Opinion

To the Point - How we hold the future

Professor Robert Winston explores the importance of nurture and highlights how adverse early experiences can affect the function of DNA in the brain

The tyrannical government of Nicolae Ceausescu sought to make the State of Romania stronger and more populous.

Among other initiatives, it imposed a ban on contraception and abortion; a side-effect of this policy was that many babies were born to mothers who could not afford to feed them. When a blood-thirsty revolution brutally ended that totalitarian regime in 1989, hideous things were uncovered in Romania. After the sordid execution of Ceausescu in a side-street in Bucharest, Western journalists flocked into the country. Among the most disturbing items on the television news were photographs of emaciated children abandoned by their parents, lying in squalor in various orphanages.

Professor Michael Rutter of King's College London followed many of these children since then and measured some of the effects of their early life experience. It is not surprising that the emotional deprivation they endured had a lasting impact. And those who survived an inadequate diet for long periods in their early years (as many had) often had restricted growth. This affected not only the body, but the head.

The plight of the Romanian orphans was striking. But there is growing evidence that far less severe adverse environments in very early childhood may cause problems in adulthood.

Sometimes our most important organ, the brain, is at risk. Scientists have studied development in many animal models to try to understand what happens. So, for example, if a kitten is blindfolded for a period immediately after its birth, its sight will be permanently impaired when the blindfold is removed.

At the very early stages of development, the brain matures fast and is at its most plastic. If we damage it by depriving it of normal experience, those nerve cells or the connections between them can never make up for lost time.

IMPORTANCE OF NURTURE

What happens before birth is as important. Recent research shows that stress, particularly in the middle months of pregnancy, can affect the human fetus. During the extreme winter of 1998, there was a massive ice storm in eastern Ontario in Canada. Pregnant women who were trapped in their houses during that winter for several weeks often suffered severe anxiety. In many cases, their stress hormones were markedly raised. Michael Meaney from McGill University has shown that some of these women subsequently gave birth to children who showed a marked decrease in learning ability when tested at four years old.

Dr Frances Champagne of Columbia University studied rats and mice while they were nursing their young. A few rodents merely breastfed their offspring without the more usual maternal behaviour of constantly licking the fur of their pups. And it turns out that pups who are not warmly mothered tend to be cognitively impaired as adults. When fully grown, they are less able to find their way out of a maze and show poorer memory when presented with simple tasks. They also may show other changes, such as aggressive behaviour.

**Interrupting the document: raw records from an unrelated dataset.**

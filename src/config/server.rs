//! Listener settings for the WebSocket endpoint.

use serde::Deserialize;
use std::net::SocketAddr;

use super::error::ValidationError;

/// Where and how the exchange is exposed.
///
/// `host` must be an IP literal; hostnames are not resolved.
#[derive(Debug, Clone, Deserialize)]
#[serde(default)]
pub struct ServerConfig {
    pub host: String,
    pub port: u16,
    /// Selects the log format: JSON in production, human-readable otherwise.
    pub environment: Environment,
    /// `EnvFilter` directive used when `RUST_LOG` is unset.
    pub log_level: String,
    /// Route clients upgrade on.
    pub path: String,
}

#[derive(Debug, Clone, Copy, Deserialize, PartialEq, Eq, Default)]
#[serde(rename_all = "lowercase")]
pub enum Environment {
    #[default]
    Development,
    Staging,
    Production,
}

impl ServerConfig {
    pub fn socket_addr(&self) -> Result<SocketAddr, ValidationError> {
        let addr = format!("{}:{}", self.host, self.port);
        addr.parse()
            .map_err(|_| ValidationError::InvalidBindAddress(addr))
    }

    pub fn is_production(&self) -> bool {
        self.environment == Environment::Production
    }

    pub fn validate(&self) -> Result<(), ValidationError> {
        if self.port == 0 {
            return Err(ValidationError::InvalidPort);
        }
        if !self.path.starts_with('/') {
            return Err(ValidationError::InvalidPath);
        }
        self.socket_addr().map(|_| ())
    }
}

impl Default for ServerConfig {
    fn default() -> Self {
        Self {
            host: "0.0.0.0".to_string(),
            port: 8080,
            environment: Environment::Development,
            log_level: "info,socket_exchange=debug,tower_http=info".to_string(),
            path: "/report".to_string(),
        }
    }
}
//! Configuration error types

use thiserror::Error;

/// Errors that can occur during configuration loading
#[derive(Debug, Error)]
pub enum ConfigError {
    #[error("Configuration loading failed: {0}")]
    LoadError(#[from] config::ConfigError),

    #[error("Validation failed: {0}")]
    ValidationFailed(#[from] ValidationError),
}

/// Errors that can occur during configuration validation
#[derive(Debug, Error)]
pub enum ValidationError {
    #[error("Invalid port number")]
    InvalidPort,

    #[error("Invalid bind address: {0}")]
    InvalidBindAddress(String),

    #[error("WebSocket path must start with '/'")]
    InvalidPath,

    #[error("Intake capacity must be between 1 and 65536")]
    InvalidIntakeCapacity,

    #[error("Maximum message size must be positive")]
    InvalidMaxMessageSize,

    #[error("Shutdown grace period must be between 1 and 300 seconds")]
    InvalidShutdownGrace,
}
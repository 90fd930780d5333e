//! Per-connection adapter task.
//!
//! Bridges one connection's reads into exchange events:
//! 1. Admit the connection and wait for the loop to confirm
//!    (a handle that is already being served is left alone)
//! 2. Read until failure, handing each payload to the message handler
//! 3. Report eviction and return
//!
//! The task never closes an admitted connection itself. The loop closes on
//! broadcast failure and shutdown; a peer disconnect needs no close.

use crate::domain::exchange::ExchangeError;
use crate::ports::ConnectionHandle;

use super::facade::Exchange;

pub(crate) async fn run(exchange: Exchange, connection: ConnectionHandle) {
    let id = connection.id();

    match exchange.admit(connection.clone()).await {
        Ok(()) => {}
        // Another task already serves this handle.
        Err(ExchangeError::AlreadyAdmitted) => return,
        Err(_) => {
            // Never admitted, so nobody else will close it.
            connection.close().await;
            return;
        }
    }

    loop {
        match connection.read().await {
            Ok(payload) => {
                exchange.observer().message_received(&id, payload.len());
                if let Some(handler) = exchange.message_handler().await {
                    handler.handle(payload, &connection, &exchange).await;
                }
            }
            Err(_) => {
                // Best-effort: fails immediately if the loop already exited.
                let _ = exchange.evict(id).await;
                break;
            }
        }
    }
}
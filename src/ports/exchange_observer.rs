//! ExchangeObserver port - Observability hook for the event loop.
//!
//! The event loop and connection adapters report what they did through
//! this trait instead of logging inline. Adapters turn the callbacks into
//! `tracing` events or counters.
//!
//! Callbacks run on the reporting task (usually the event loop itself), so
//! implementations must return quickly and never block.

use crate::domain::exchange::{EvictionReason, ExchangeStatus, RejectedEvent};
use crate::domain::foundation::ConnectionId;

/// Observer for exchange activity. Every method defaults to a no-op.
pub trait ExchangeObserver: Send + Sync {
    /// A connection joined the active set, which now has `active` entries.
    fn connection_admitted(&self, _id: &ConnectionId, _active: usize) {}

    /// A connection left the active set.
    fn connection_evicted(&self, _id: &ConnectionId, _reason: EvictionReason, _active: usize) {}

    /// A broadcast write to one connection failed.
    fn write_failed(&self, _id: &ConnectionId, _error: &str) {}

    /// A broadcast pass finished.
    fn broadcast_completed(&self, _payload_len: usize, _delivered: usize, _failed: usize) {}

    /// A client sent a payload.
    fn message_received(&self, _id: &ConnectionId, _payload_len: usize) {}

    /// An event arrived after the exchange stopped running.
    fn event_rejected(&self, _event: RejectedEvent) {}

    /// The event loop changed lifecycle status.
    fn status_changed(&self, _from: ExchangeStatus, _to: ExchangeStatus) {}
}

/// Observer that ignores everything.
#[derive(Debug, Clone, Copy, Default)]
pub struct NoopObserver;

impl ExchangeObserver for NoopObserver {}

A chilling finding is that these psychologically impaired animals pass on these traits when they themselves have children. It seems that adverse nurture affects the function of the DNA in the brain and some traits can be inherited.

Of course, rodents or kittens are not remotely like humans.

But the growing information about human babies is compelling. As the physiology and genetic function of small mammals is very similar to our own, it is probable that what we observe in experiments with small mammals is highly relevant to human children too.

SUPPORT FOR FAMILIES

We often used to assert that nature is more important than nurture. Yet we can do all kinds of things to improve how we rear our children but virtually nothing at all to change their genetic inheritance. Warm loving relationships, regular facial and verbal communication, a good balanced diet, and a secure and stable environment are really important, particularly in the earliest years of development.

This is why it is good that the nation is now investing in early years programmes initiated by the previous Government. The evidence suggests that families who are supported in this way raise children with fewer relationship problems, who are physically and psychologically healthier. We are lucky in Britain. Unlike the old regime in Romania, we have a political and social system that helps to give the next generation a better chance. But the state can't do this alone; good parenting is a vital issue in the future of all human society.